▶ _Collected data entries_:

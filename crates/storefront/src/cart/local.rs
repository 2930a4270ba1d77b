//! Cart kept as a single JSON blob in a key-value store.

use std::sync::Arc;

use async_trait::async_trait;
use chrono::Utc;
use shopflow_core::{CartCandidate, CartLineItem, LineItemId};
use tracing::instrument;

use super::{CartBackend, CartError};
use crate::storage::KeyValueStore;

/// Storage key holding the serialized cart.
pub const CART_KEY: &str = "shopflow_cart";

/// Cart backend over a [`KeyValueStore`].
///
/// Line IDs are millisecond timestamps, bumped past the largest existing ID
/// when two lines are added within the same millisecond.
#[derive(Clone)]
pub struct LocalCart {
    store: Arc<dyn KeyValueStore>,
}

impl LocalCart {
    /// Create a backend over a store.
    #[must_use]
    pub fn new(store: Arc<dyn KeyValueStore>) -> Self {
        Self { store }
    }

    async fn save(&self, cart: &[CartLineItem]) -> Result<(), CartError> {
        let bytes = serde_json::to_vec(cart)?;
        self.store.write(CART_KEY, &bytes).await?;
        Ok(())
    }
}

#[async_trait]
impl CartBackend for LocalCart {
    async fn load(&self) -> Result<Vec<CartLineItem>, CartError> {
        match self.store.read(CART_KEY).await? {
            Some(bytes) => Ok(serde_json::from_slice(&bytes)?),
            None => Ok(Vec::new()),
        }
    }

    #[instrument(skip_all)]
    async fn insert(
        &self,
        mut cart: Vec<CartLineItem>,
        candidate: CartCandidate,
    ) -> Result<Vec<CartLineItem>, CartError> {
        let id = LineItemId::next_after(
            Utc::now().timestamp_millis(),
            cart.iter().map(|item| &item.id),
        );
        cart.push(CartLineItem::from_candidate(id, candidate));
        self.save(&cart).await?;
        Ok(cart)
    }

    async fn set_quantity(
        &self,
        mut cart: Vec<CartLineItem>,
        id: LineItemId,
        quantity: u32,
    ) -> Result<Vec<CartLineItem>, CartError> {
        if let Some(item) = cart.iter_mut().find(|item| item.id == id) {
            item.quantity = quantity;
        }
        self.save(&cart).await?;
        Ok(cart)
    }

    async fn remove(
        &self,
        mut cart: Vec<CartLineItem>,
        id: LineItemId,
    ) -> Result<Vec<CartLineItem>, CartError> {
        cart.retain(|item| item.id != id);
        self.save(&cart).await?;
        Ok(cart)
    }

    async fn clear(&self) -> Result<(), CartError> {
        self.store.delete(CART_KEY).await?;
        Ok(())
    }
}

#[cfg(test)]
#[allow(clippy::unwrap_used)]
mod tests {
    use super::*;
    use crate::cart::tests::candidate;
    use crate::storage::{FileStore, MemoryStore};

    #[tokio::test]
    async fn test_cart_is_stored_under_fixed_key() {
        let store = MemoryStore::new();
        let backend = LocalCart::new(Arc::new(store.clone()));

        backend
            .insert(Vec::new(), candidate(1, "M", "Red", 1000, 2))
            .await
            .unwrap();

        let raw = store.read(CART_KEY).await.unwrap().unwrap();
        let value: serde_json::Value = serde_json::from_slice(&raw).unwrap();
        assert_eq!(value[0]["productId"], 1);
        assert_eq!(value[0]["price"], "10.00");
        assert_eq!(value[0]["variant"]["size"], "M");

        backend.clear().await.unwrap();
        assert!(store.is_empty());
    }

    #[tokio::test]
    async fn test_ids_stay_unique_within_a_millisecond() {
        let backend = LocalCart::new(Arc::new(MemoryStore::new()));
        let mut cart = Vec::new();
        for product in 1..=5 {
            cart = backend
                .insert(cart, candidate(product, "M", "Red", 100, 1))
                .await
                .unwrap();
        }
        let mut ids: Vec<_> = cart.iter().map(|item| item.id).collect();
        ids.dedup();
        assert_eq!(ids.len(), 5);
        assert!(ids.windows(2).all(|w| w[0] < w[1]));
    }

    #[tokio::test]
    async fn test_survives_restart_on_disk() {
        let dir = tempfile::tempdir().unwrap();
        let first = LocalCart::new(Arc::new(FileStore::new(dir.path())));
        let cart = first
            .insert(Vec::new(), candidate(3, "S", "Blue", 500, 1))
            .await
            .unwrap();

        let second = LocalCart::new(Arc::new(FileStore::new(dir.path())));
        assert_eq!(second.load().await.unwrap(), cart);
    }

    #[tokio::test]
    async fn test_corrupt_blob_is_an_error() {
        let store = MemoryStore::new();
        store.write(CART_KEY, b"{not json").await.unwrap();
        let backend = LocalCart::new(Arc::new(store));
        assert!(matches!(backend.load().await, Err(CartError::Corrupt(_))));
    }
}
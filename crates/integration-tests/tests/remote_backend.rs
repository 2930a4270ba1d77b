//! The storefront API over the record API backend.

use std::sync::Arc;

use axum::http::StatusCode;
use serde_json::{Map, Value, json};
use shopflow_integration_tests::{TestApp, names, record_api_config, valid_checkout};
use shopflow_storefront::records::{MemoryRecords, RecordClient};
use wiremock::matchers::{method, path};
use wiremock::{Mock, MockServer, ResponseTemplate};

fn fields(value: Value) -> Map<String, Value> {
    match value {
        Value::Object(map) => map,
        _ => Map::new(),
    }
}

/// Two products; the shirt has two variants.
fn seeded() -> (MemoryRecords, i64) {
    let records = MemoryRecords::new();
    let shirt = records
        .seed(
            "product",
            fields(json!({
                "Name": "Classic Cotton Shirt", "price": "10.00", "images": ["shirt.png"],
                "category": {"Id": 3, "Name": "Clothing"}, "description": "Soft cotton",
                "in_stock": true, "featured": true, "Tags": ["cotton"]
            })),
        )
        .map(|id| id.get())
        .unwrap_or_default();
    let _ = records.seed(
        "product",
        fields(json!({
            "Name": "Ceramic Mug", "price": 14, "images": ["mug.png"],
            "category": "Home & Garden", "in_stock": true
        })),
    );
    for (size, color, stock) in [("M", "Red", 8), ("M", "Blue", 3)] {
        let _ = records.seed(
            "product_variant",
            fields(json!({"product_id": shirt, "size": size, "color": color, "stock": stock})),
        );
    }
    (records, shirt)
}

#[tokio::test]
async fn test_catalog_from_records() {
    let (records, shirt) = seeded();
    let app = TestApp::remote(Arc::new(records));

    let (status, body) = app.get("/api/products?sort=name").await;
    assert_eq!(status, StatusCode::OK);
    assert_eq!(names(&body), ["Ceramic Mug", "Classic Cotton Shirt"]);

    let (_, body) = app.get("/api/products?category=clothing").await;
    assert_eq!(names(&body), ["Classic Cotton Shirt"]);

    let (status, body) = app.get(&format!("/api/products/{shirt}")).await;
    assert_eq!(status, StatusCode::OK);
    assert_eq!(body["colors"], json!(["Red", "Blue"]));

    let (_, body) = app.get("/api/categories").await;
    assert_eq!(body.as_array().map(Vec::len), Some(2));
}

#[tokio::test]
async fn test_cart_lines_are_records() {
    let (records, shirt) = seeded();
    let app = TestApp::remote(Arc::new(records.clone()));

    for _ in 0..2 {
        let (status, _) = app
            .post(
                "/api/cart/items",
                json!({"productId": shirt, "size": "M", "color": "Blue"}),
            )
            .await;
        assert_eq!(status, StatusCode::CREATED);
    }
    assert_eq!(records.count("cart_item"), 1);

    let (_, body) = app.get("/api/cart").await;
    assert_eq!(body["items"][0]["quantity"], 2);
    assert_eq!(body["items"][0]["variant"]["color"], "Blue");
    let id = body["items"][0]["id"].as_i64().unwrap_or_default();

    let (_, body) = app
        .patch(&format!("/api/cart/items/{id}"), json!({"quantity": 5}))
        .await;
    assert_eq!(body["itemCount"], 5);

    let (status, _) = app.post("/api/checkout", valid_checkout()).await;
    assert_eq!(status, StatusCode::CREATED);
    assert_eq!(records.count("cart_item"), 0);
}

#[tokio::test]
async fn test_unavailable_records_surface_as_bad_gateway() {
    let (records, _) = seeded();
    let app = TestApp::remote(Arc::new(records.clone()));
    records.set_unavailable(true);

    let (status, body) = app.get("/api/cart").await;
    assert_eq!(status, StatusCode::BAD_GATEWAY);
    assert_eq!(body["error"], "External service error");
}

// =============================================================================
// HTTP record client
// =============================================================================

async fn client_app(server: &MockServer) -> TestApp {
    let config = record_api_config(&format!("{}/v1", server.uri()));
    let client = RecordClient::new(&config).unwrap_or_else(|e| panic!("client: {e}"));
    TestApp::remote(Arc::new(client))
}

#[tokio::test]
async fn test_catalog_over_http() {
    let server = MockServer::start().await;
    Mock::given(method("POST"))
        .and(path("/v1/tables/product/records/query"))
        .respond_with(ResponseTemplate::new(200).set_body_json(json!({
            "success": true,
            "data": [
                {"Id": 1, "Name": "Smart Phone X", "price": "599.00", "images": ["p.png"],
                 "category": "Electronics", "in_stock": true, "featured": true}
            ]
        })))
        .mount(&server)
        .await;
    Mock::given(method("POST"))
        .and(path("/v1/tables/product_variant/records/query"))
        .respond_with(ResponseTemplate::new(200).set_body_json(json!({
            "success": true,
            "data": []
        })))
        .mount(&server)
        .await;

    let app = client_app(&server).await;
    let (status, body) = app.get("/api/products").await;
    assert_eq!(status, StatusCode::OK);
    assert_eq!(names(&body), ["Smart Phone X"]);
}

#[tokio::test]
async fn test_rate_limit_over_http() {
    let server = MockServer::start().await;
    Mock::given(method("POST"))
        .and(path("/v1/tables/product/records/query"))
        .respond_with(ResponseTemplate::new(429).insert_header("Retry-After", "7"))
        .mount(&server)
        .await;

    let app = client_app(&server).await;
    let (status, _) = app.get("/api/products").await;
    assert_eq!(status, StatusCode::SERVICE_UNAVAILABLE);
}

▶ _Your goal_: Go through the records from the first line and copy each one exactly, ending after the line that contains "let bytes = serde_json::to_vec(cart)?;". Give nothing else.

▶ _Answer to this problem_:
filename crates/storefront/src/cart/local.rs
repository 2930a4270ba1d77b
//! Cart kept as a single JSON blob in a key-value store.

use std::sync::Arc;

use async_trait::async_trait;
use chrono::Utc;
use shopflow_core::{CartCandidate, CartLineItem, LineItemId};
use tracing::instrument;

use super::{CartBackend, CartError};
use crate::storage::KeyValueStore;

/// Storage key holding the serialized cart.
pub const CART_KEY: &str = "shopflow_cart";

/// Cart backend over a [`KeyValueStore`].
///
/// Line IDs are millisecond timestamps, bumped past the largest existing ID
/// when two lines are added within the same millisecond.
#[derive(Clone)]
pub struct LocalCart {
    store: Arc<dyn KeyValueStore>,
}

impl LocalCart {
    /// Create a backend over a store.
    #[must_use]
    pub fn new(store: Arc<dyn KeyValueStore>) -> Self {
        Self { store }
    }

    async fn save(&self, cart: &[CartLineItem]) -> Result<(), CartError> {
        let bytes = serde_json::to_vec(cart)?;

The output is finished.